<<<<
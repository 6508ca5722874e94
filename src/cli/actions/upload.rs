use crate::cli::globals::GlobalArgs;
use crate::spaces::{
    upload::FileInput, Dialog, FileSelection, Page, TerminalDialog, UploadForm, UploadOutcome,
};
use anyhow::{anyhow, Context, Result};
use indicatif::{ProgressBar, ProgressStyle};
use std::{path::PathBuf, time::Duration};
use tracing::error;

#[derive(Debug, Clone, Copy, PartialEq, Eq)]
pub enum UploadOp {
    Check,
    Send { space_id: Option<u64> },
}

#[derive(Debug)]
pub struct Args {
    pub globals: GlobalArgs,
    pub file: PathBuf,
    pub content_type: Option<String>,
    pub op: UploadOp,
}

fn spinner(message: &str) -> ProgressBar {
    let spinner = ProgressBar::new_spinner();
    if let Ok(style) = ProgressStyle::with_template("{spinner} {msg}") {
        spinner.set_style(style);
    }
    spinner.set_message(message.to_string());
    spinner.enable_steady_tick(Duration::from_millis(120));
    spinner
}

fn outcome_message(outcome: &UploadOutcome) -> String {
    match outcome {
        UploadOutcome::Accepted { status, location } => match location {
            Some(location) => {
                format!("The file has been submitted ({status}); the portal continues at {location}")
            }
            None => format!("The file has been submitted ({status})."),
        },
        UploadOutcome::Rejected { status, reason } => format!(
            "Uploading the file failed ({status}), reason: {}",
            reason.as_deref().unwrap_or("Unknown")
        ),
    }
}

/// Run one upload action with the given dialog.
///
/// # Errors
/// Returns an error if the file cannot be inspected, no space is known, or the
/// page snapshot cannot be read or written.
pub async fn apply<D: Dialog>(args: Args, mut dialog: D) -> Result<Option<UploadOutcome>> {
    let Args {
        globals,
        file,
        content_type,
        op,
    } = args;

    let selection = FileSelection::from_path(&file, content_type.as_deref())
        .with_context(|| format!("failed to read {}", file.display()))?;

    match op {
        UploadOp::Check => {
            let mut input = FileInput::default();
            if input.change(selection, &mut dialog) {
                if let Some(selected) = input.selection() {
                    dialog.alert(&format!(
                        "{} ({} bytes, {}) can be uploaded.",
                        selected.name, selected.size, selected.content_type
                    ));
                }
            }
            Ok(None)
        }
        UploadOp::Send { space_id } => {
            let mut page = Page::load_or_default(&globals.page)
                .with_context(|| format!("failed to load page {}", globals.page.display()))?;
            let space_id = space_id
                .or(page.space_id)
                .ok_or_else(|| anyhow!("missing required argument: --space-id"))?;

            let mut form = UploadForm::for_space(space_id);
            if !form.input.change(selection, &mut dialog) {
                return Ok(None);
            }

            let client = globals.client()?;
            let progress = spinner("Uploading");
            let result = form.submit(&client, &mut page.overlay, &mut dialog).await;
            progress.finish_and_clear();

            let outcome = match result {
                Ok(outcome) => outcome,
                Err(err) => {
                    error!("upload failed: {err}");
                    dialog.alert("Uploading the file failed; Please try again.");
                    return Ok(None);
                }
            };
            dialog.alert(&outcome_message(&outcome));

            if page.space_id.is_none() {
                page.space_id = Some(space_id);
                page.save(&globals.page)
                    .with_context(|| format!("failed to save page {}", globals.page.display()))?;
            }

            Ok(Some(outcome))
        }
    }
}

/// Handle an upload action from the terminal.
/// # Errors
/// Returns an error if the action cannot be applied.
pub async fn execute(args: Args) -> Result<()> {
    apply(args, TerminalDialog::default()).await?;
    Ok(())
}

#[cfg(test)]
#[allow(clippy::unwrap_used)]
mod tests {
    use super::{apply, outcome_message, Args, UploadOp};
    use crate::cli::globals::GlobalArgs;
    use crate::spaces::{Page, RecordingDialog, UploadOutcome};
    use anyhow::Result;
    use secrecy::SecretString;
    use std::net::TcpListener;
    use wiremock::matchers::{method, path};
    use wiremock::{Mock, MockServer, ResponseTemplate};

    fn can_bind_localhost() -> bool {
        TcpListener::bind("127.0.0.1:0").is_ok()
    }

    #[test]
    fn rejected_outcome_falls_back_to_unknown() {
        let message = outcome_message(&UploadOutcome::Rejected {
            status: 403,
            reason: None,
        });
        assert_eq!(message, "Uploading the file failed (403), reason: Unknown");
    }

    #[tokio::test]
    async fn check_rejects_pdf_without_network() -> Result<()> {
        let dir = tempfile::tempdir()?;
        let file = dir.path().join("report.pdf");
        std::fs::write(&file, b"%PDF-1.7")?;

        let mut dialog = RecordingDialog::default();
        let outcome = apply(
            Args {
                globals: GlobalArgs::new(
                    "http://localhost:8000".to_string(),
                    dir.path().join("page.json"),
                ),
                file,
                content_type: None,
                op: UploadOp::Check,
            },
            &mut dialog,
        )
        .await?;
        assert!(outcome.is_none());
        assert_eq!(dialog.alerts, vec!["File type is not supported".to_string()]);
        Ok(())
    }

    #[tokio::test]
    async fn send_remembers_space_id() -> Result<()> {
        if !can_bind_localhost() {
            eprintln!("Skipping test: cannot bind localhost");
            return Ok(());
        }
        let server = MockServer::start().await;
        Mock::given(method("POST"))
            .and(path("/spaces/3/file_upload"))
            .respond_with(ResponseTemplate::new(302).insert_header("Location", "/spaces/3/overview"))
            .expect(1)
            .mount(&server)
            .await;

        let dir = tempfile::tempdir()?;
        let file = dir.path().join("leads.csv");
        std::fs::write(&file, "name,email\n")?;
        let page_path = dir.path().join("page.json");
        let mut globals = GlobalArgs::new(server.uri(), page_path.clone());
        globals.set_csrf_token(SecretString::from("csrf-token"));

        let mut dialog = RecordingDialog::default();
        let outcome = apply(
            Args {
                globals,
                file,
                content_type: None,
                op: UploadOp::Send { space_id: Some(3) },
            },
            &mut dialog,
        )
        .await?;

        assert!(matches!(
            outcome,
            Some(UploadOutcome::Accepted { status: 302, .. })
        ));
        assert_eq!(dialog.banners.len(), 1);
        assert_eq!(dialog.alerts.len(), 1);
        assert_eq!(Page::load_or_default(&page_path)?.space_id, Some(3));
        Ok(())
    }
}
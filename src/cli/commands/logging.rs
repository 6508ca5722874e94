use clap::{builder::ValueParser, Arg, Command};

pub fn validator_log_level() -> ValueParser {
    ValueParser::from(move |level: &str| -> std::result::Result<u8, String> {
        if let Ok(parsed) = level.parse::<u8>() {
            if parsed <= 5 {
                return Ok(parsed);
            }
        }

        match level.to_lowercase().as_str() {
            "error" => Ok(0),
            "warn" => Ok(1),
            "info" => Ok(2),
            "debug" => Ok(3),
            "trace" => Ok(4),
            _ => Err("invalid log level".to_string()),
        }
    })
}

pub fn with_args(command: Command) -> Command {
    command.arg(
        Arg::new("verbosity")
            .short('v')
            .long("verbose")
            .help("Verbosity level: ERROR, WARN, INFO, DEBUG, TRACE (default: ERROR)")
            .env("SPACES_LOG_LEVEL")
            .global(true)
            .action(clap::ArgAction::Count)
            .value_parser(validator_log_level()),
    )
}
//! User-facing notifications. Messages shown here must be safe to display and
//! never include tokens or cookies.

use dialoguer::Confirm;
use tracing::warn;

/// Modal notification surface of the page.
pub trait Dialog {
    /// Blocking notification, one per user action outcome.
    fn alert(&mut self, message: &str);

    /// Explicit yes/no question; `false` aborts the action.
    fn confirm(&mut self, message: &str) -> bool;

    /// Non-modal advisory banner.
    fn banner(&mut self, message: &str);
}

impl<T: Dialog + ?Sized> Dialog for &mut T {
    fn alert(&mut self, message: &str) {
        (**self).alert(message);
    }

    fn confirm(&mut self, message: &str) -> bool {
        (**self).confirm(message)
    }

    fn banner(&mut self, message: &str) {
        (**self).banner(message);
    }
}

/// Terminal dialog: alerts and banners go to stdout, confirmations are prompted.
#[derive(Debug, Default)]
pub struct TerminalDialog {
    assume_yes: bool,
}

impl TerminalDialog {
    #[must_use]
    pub fn new(assume_yes: bool) -> Self {
        Self { assume_yes }
    }
}

impl Dialog for TerminalDialog {
    fn alert(&mut self, message: &str) {
        println!("{message}");
    }

    fn confirm(&mut self, message: &str) -> bool {
        if self.assume_yes {
            return true;
        }

        match Confirm::new()
            .with_prompt(message)
            .default(false)
            .interact()
        {
            Ok(answer) => answer,
            Err(err) => {
                warn!("confirmation prompt failed: {err}");
                false
            }
        }
    }

    fn banner(&mut self, message: &str) {
        println!("{message}");
    }
}

/// Records every interaction; confirmations answer with a fixed reply.
#[derive(Debug, Default, Clone)]
pub struct RecordingDialog {
    pub reply: bool,
    pub alerts: Vec<String>,
    pub confirmations: Vec<String>,
    pub banners: Vec<String>,
}

impl RecordingDialog {
    #[must_use]
    pub fn replying(reply: bool) -> Self {
        Self {
            reply,
            ..Self::default()
        }
    }
}

impl Dialog for RecordingDialog {
    fn alert(&mut self, message: &str) {
        self.alerts.push(message.to_string());
    }

    fn confirm(&mut self, message: &str) -> bool {
        self.confirmations.push(message.to_string());
        self.reply
    }

    fn banner(&mut self, message: &str) {
        self.banners.push(message.to_string());
    }
}

#[cfg(test)]
mod tests {
    use super::{Dialog, RecordingDialog, TerminalDialog};

    #[test]
    fn terminal_dialog_assumes_yes_without_prompting() {
        let mut dialog = TerminalDialog::new(true);
        assert!(dialog.confirm("Do you want to remove this user a@x.com from this space"));
    }

    #[test]
    fn recording_dialog_replays_configured_answer() {
        let mut dialog = RecordingDialog::replying(false);
        assert!(!dialog.confirm("sure?"));
        dialog.alert("done");
        assert_eq!(dialog.confirmations, vec!["sure?".to_string()]);
        assert_eq!(dialog.alerts, vec!["done".to_string()]);
    }
}
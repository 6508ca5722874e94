use crate::cli::globals::GlobalArgs;
use crate::spaces::{
    Dialog, EventOutcome, MembershipEditor, MembershipTable, Page, Role, TerminalDialog, UiEvent,
};
use anyhow::{anyhow, Context, Result};
use tracing::debug;

#[derive(Debug, Clone, PartialEq, Eq)]
pub enum MemberOp {
    Add { email: String },
    Remove { row: String, assume_yes: bool },
    List,
}

#[derive(Debug)]
pub struct Args {
    pub globals: GlobalArgs,
    pub role: Role,
    pub op: MemberOp,
}

/// Render a role's table as aligned text.
#[must_use]
pub fn render_table(role: Role, table: &MembershipTable) -> String {
    if table.is_empty() {
        return format!("No {} in this space.", role.table_name());
    }

    let name_width = table
        .rows()
        .iter()
        .map(|row| row.name.chars().count())
        .max()
        .unwrap_or(0)
        .max("Name".len());

    let mut out = format!("{:>3}  {:<name_width$}  Email\n", "#", "Name");
    for row in table.rows() {
        out.push_str(&format!(
            "{:>3}  {:<name_width$}  {}\n",
            row.index, row.name, row.email
        ));
    }
    out
}

/// Run one membership action against the page snapshot with the given dialog.
///
/// # Errors
/// Returns an error if the page snapshot cannot be read or written, the row does
/// not exist, or the client cannot be configured.
pub async fn apply<D: Dialog>(args: Args, dialog: D) -> Result<Option<EventOutcome>> {
    let Args { globals, role, op } = args;
    let mut page = Page::load_or_default(&globals.page)
        .with_context(|| format!("failed to load page {}", globals.page.display()))?;

    let event = match op {
        MemberOp::List => {
            println!("{}", render_table(role, &page.section(role).table).trim_end());
            return Ok(None);
        }
        MemberOp::Add { email } => {
            page.section_mut(role).form.email = email;
            UiEvent::SubmitAdd(role)
        }
        MemberOp::Remove { row, .. } => {
            let control = page
                .section(role)
                .table
                .find(&row)
                .map(|found| found.delete_control(role))
                .ok_or_else(|| anyhow!("no {role} row matches {row}"))?;
            UiEvent::ClickDelete {
                role: control.role,
                table_row_id: control.table_row_id,
                email: control.email,
            }
        }
    };

    let mut editor = MembershipEditor::new(globals.client()?, dialog);
    let outcome = editor.dispatch(&mut page, event).await;
    debug!(?outcome, "membership action finished");

    page.save(&globals.page)
        .with_context(|| format!("failed to save page {}", globals.page.display()))?;

    Ok(Some(outcome))
}

/// Handle a membership action from the terminal.
/// # Errors
/// Returns an error if the action cannot be applied.
pub async fn execute(args: Args) -> Result<()> {
    let assume_yes = matches!(args.op, MemberOp::Remove { assume_yes: true, .. });
    apply(args, TerminalDialog::new(assume_yes)).await?;
    Ok(())
}
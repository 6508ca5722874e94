//! The space overview page: one add form and one membership table per role.
//! The CLI keeps it as a JSON snapshot between invocations.

use super::{role::Role, table::MembershipTable, upload::Overlay};
use serde::{Deserialize, Serialize};
use std::{fs, io, path::Path};
use thiserror::Error;

#[derive(Debug, Error)]
pub enum PageError {
    #[error("failed to read page snapshot: {0}")]
    Read(#[source] io::Error),
    #[error("failed to write page snapshot: {0}")]
    Write(#[source] io::Error),
    #[error("invalid page snapshot: {0}")]
    Format(#[from] serde_json::Error),
}

/// Add form of one role: its declared action URL and the current input value.
#[derive(Debug, Clone, PartialEq, Eq, Serialize, Deserialize)]
pub struct AddForm {
    pub action: String,
    #[serde(default, skip_serializing)]
    pub email: String,
}

impl AddForm {
    #[must_use]
    pub fn new(action: impl Into<String>) -> Self {
        Self {
            action: action.into(),
            email: String::new(),
        }
    }

    pub fn reset(&mut self) {
        self.email.clear();
    }
}

#[derive(Debug, Clone, PartialEq, Eq, Serialize, Deserialize)]
pub struct RoleSection {
    pub form: AddForm,
    pub table: MembershipTable,
}

impl RoleSection {
    #[must_use]
    pub fn for_role(role: Role) -> Self {
        Self {
            form: AddForm::new(role.default_endpoint()),
            table: MembershipTable::new(role.default_endpoint()),
        }
    }
}

#[derive(Debug, Clone, PartialEq, Serialize, Deserialize)]
pub struct Page {
    #[serde(default)]
    pub space_id: Option<u64>,
    pub managers: RoleSection,
    pub writers: RoleSection,
    #[serde(skip)]
    pub overlay: Overlay,
}

impl Default for Page {
    fn default() -> Self {
        Self::new(None)
    }
}

impl Page {
    #[must_use]
    pub fn new(space_id: Option<u64>) -> Self {
        Self {
            space_id,
            managers: RoleSection::for_role(Role::Manager),
            writers: RoleSection::for_role(Role::Writer),
            overlay: Overlay::default(),
        }
    }

    #[must_use]
    pub fn section(&self, role: Role) -> &RoleSection {
        match role {
            Role::Manager => &self.managers,
            Role::Writer => &self.writers,
        }
    }

    pub fn section_mut(&mut self, role: Role) -> &mut RoleSection {
        match role {
            Role::Manager => &mut self.managers,
            Role::Writer => &mut self.writers,
        }
    }

    /// Loads a snapshot, falling back to an empty page when the file does not exist.
    ///
    /// # Errors
    /// Returns `PageError` if the file exists but cannot be read or decoded.
    pub fn load_or_default(path: &Path) -> Result<Self, PageError> {
        match fs::read_to_string(path) {
            Ok(contents) => Ok(serde_json::from_str(&contents)?),
            Err(err) if err.kind() == io::ErrorKind::NotFound => Ok(Self::default()),
            Err(err) => Err(PageError::Read(err)),
        }
    }

    /// # Errors
    /// Returns `PageError` if the snapshot cannot be encoded or written.
    pub fn save(&self, path: &Path) -> Result<(), PageError> {
        let contents = serde_json::to_string_pretty(self)?;
        fs::write(path, contents).map_err(PageError::Write)
    }
}

#[cfg(test)]
#[allow(clippy::unwrap_used)]
mod tests {
    use super::{Page, PageError};
    use crate::spaces::{role::Role, table::MembershipRow};

    #[test]
    fn missing_snapshot_yields_default_page() {
        let dir = tempfile::tempdir().unwrap();
        let page = Page::load_or_default(&dir.path().join("page.json")).unwrap();
        assert!(page.managers.table.is_empty());
        assert_eq!(page.writers.form.action, "spaces/api/writer/");
        assert!(page.overlay.is_interactive());
    }

    #[test]
    fn snapshot_keeps_rows_but_not_form_input() {
        let dir = tempfile::tempdir().unwrap();
        let path = dir.path().join("page.json");

        let mut page = Page::new(Some(7));
        page.managers.form.email = "typed@x.com".to_string();
        page.managers.table.append(MembershipRow::new(
            Role::Manager,
            1,
            "A".to_string(),
            "a@x.com".to_string(),
        ));
        page.save(&path).unwrap();

        let loaded = Page::load_or_default(&path).unwrap();
        assert_eq!(loaded.space_id, Some(7));
        assert_eq!(loaded.managers.table.rows(), page.managers.table.rows());
        assert!(loaded.managers.form.email.is_empty());
    }

    #[test]
    fn corrupt_snapshot_is_reported() {
        let dir = tempfile::tempdir().unwrap();
        let path = dir.path().join("page.json");
        std::fs::write(&path, "{not json").unwrap();

        assert!(matches!(
            Page::load_or_default(&path),
            Err(PageError::Format(_))
        ));
    }
}
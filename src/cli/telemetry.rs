use anyhow::{anyhow, Result};
use once_cell::sync::OnceCell;
use opentelemetry::propagation::TextMapCompositePropagator;
use opentelemetry::{global, trace::TracerProvider as _, KeyValue};
use opentelemetry_otlp::{Compression, WithExportConfig, WithTonicConfig};
use opentelemetry_sdk::{
    propagation::{BaggagePropagator, TraceContextPropagator},
    trace::{SdkTracerProvider, Tracer},
    Resource,
};
use std::{collections::HashMap, env::var, time::Duration};
use tonic::{
    metadata::{Ascii, MetadataKey, MetadataMap, MetadataValue},
    transport::ClientTlsConfig,
};
use tracing::{debug, Level};
use tracing_subscriber::{fmt, layer::SubscriberExt, EnvFilter, Registry};
use ulid::Ulid;

static TRACER_PROVIDER: OnceCell<SdkTracerProvider> = OnceCell::new();

fn parse_headers_env(headers_str: &str) -> HashMap<String, String> {
    headers_str
        .split(',')
        .filter_map(|pair| {
            let (key, value) = pair.split_once('=')?;
            let key = key.trim();
            if key.is_empty() {
                return None;
            }
            Some((key.to_ascii_lowercase(), value.trim().to_string()))
        })
        .collect()
}

// Exporter headers travel as gRPC metadata; only ASCII keys are accepted.
fn headers_to_metadata(headers: &HashMap<String, String>) -> Result<MetadataMap> {
    let mut meta = MetadataMap::with_capacity(headers.len());

    for (name, value) in headers {
        let key = MetadataKey::<Ascii>::from_bytes(name.as_bytes())
            .map_err(|e| anyhow!("invalid metadata key {name}: {e}"))?;
        let value: MetadataValue<Ascii> = value
            .parse()
            .map_err(|e| anyhow!("invalid metadata value for key {name}: {e}"))?;
        meta.insert(key, value);
    }

    Ok(meta)
}

fn normalize_endpoint(endpoint: &str) -> String {
    let endpoint = endpoint.trim().trim_end_matches('/');
    if endpoint.starts_with("http://") || endpoint.starts_with("https://") {
        endpoint.to_string()
    } else {
        format!("https://{endpoint}")
    }
}

fn tls_domain(endpoint: &str) -> Option<&str> {
    endpoint
        .strip_prefix("https://")
        .and_then(|rest| rest.split('/').next())
        .and_then(|authority| authority.split(':').next())
        .filter(|host| !host.is_empty())
}

fn init_tracer(endpoint: &str) -> Result<Tracer> {
    let endpoint = normalize_endpoint(endpoint);

    let mut builder = opentelemetry_otlp::SpanExporter::builder()
        .with_tonic()
        .with_endpoint(&endpoint)
        .with_compression(Compression::Gzip)
        .with_timeout(Duration::from_secs(3));

    if let Some(host) = tls_domain(&endpoint) {
        let tls = ClientTlsConfig::new()
            .domain_name(host.to_string())
            .with_native_roots();
        builder = builder.with_tls_config(tls);
    }

    if let Ok(raw) = var("OTEL_EXPORTER_OTLP_HEADERS") {
        let headers = parse_headers_env(&raw);
        if !headers.is_empty() {
            builder = builder.with_metadata(headers_to_metadata(&headers)?);
        }
    }

    let exporter = builder.build()?;

    let instance_id = var("OTEL_SERVICE_INSTANCE_ID").unwrap_or_else(|_| Ulid::new().to_string());

    let provider = SdkTracerProvider::builder()
        .with_batch_exporter(exporter)
        .with_resource(
            Resource::builder_empty()
                .with_attributes(vec![
                    KeyValue::new("service.name", env!("CARGO_PKG_NAME")),
                    KeyValue::new("service.version", env!("CARGO_PKG_VERSION")),
                    KeyValue::new("service.instance.id", instance_id),
                ])
                .build(),
        )
        .build();

    let _ = TRACER_PROVIDER.set(provider.clone());

    global::set_tracer_provider(provider.clone());
    global::set_text_map_propagator(TextMapCompositePropagator::new(vec![
        Box::new(TraceContextPropagator::new()),
        Box::new(BaggagePropagator::new()),
    ]));

    Ok(provider.tracer(env!("CARGO_PKG_NAME")))
}

/// Initialize logging, plus span export when `OTEL_EXPORTER_OTLP_ENDPOINT` is set.
/// Logs go to stderr so alerts on stdout stay readable.
///
/// # Errors
///
/// Returns an error if tracer or subscriber initialization fails
pub fn init(verbosity_level: Option<Level>) -> Result<()> {
    let verbosity_level = verbosity_level.unwrap_or(Level::ERROR);

    let fmt_layer = fmt::layer()
        .with_writer(std::io::stderr)
        .with_file(false)
        .with_line_number(false)
        .with_thread_ids(false)
        .with_target(false);

    let filter = EnvFilter::builder()
        .with_default_directive(verbosity_level.into())
        .from_env_lossy()
        .add_directive("hyper=error".parse()?)
        .add_directive("reqwest=warn".parse()?)
        .add_directive("opentelemetry_sdk=warn".parse()?);

    if let Ok(endpoint) = var("OTEL_EXPORTER_OTLP_ENDPOINT") {
        let tracer = init_tracer(&endpoint)?;
        let otel_layer = tracing_opentelemetry::layer().with_tracer(tracer);

        let subscriber = Registry::default()
            .with(fmt_layer)
            .with(otel_layer)
            .with(filter);
        tracing::subscriber::set_global_default(subscriber)?;
    } else {
        let subscriber = Registry::default().with(fmt_layer).with(filter);
        tracing::subscriber::set_global_default(subscriber)?;
    }

    Ok(())
}

/// Flush and shut down the tracer provider (noop if not initialized)
pub fn shutdown_tracer() {
    if let Some(provider) = TRACER_PROVIDER.get() {
        debug!("shutting down tracer provider");
        let _ = provider.shutdown();
    }
}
>>>>
From the listing, copy each line containing the word "method".

● Output of the task
    use wiremock::matchers::{method, path};
        Mock::given(method("POST"))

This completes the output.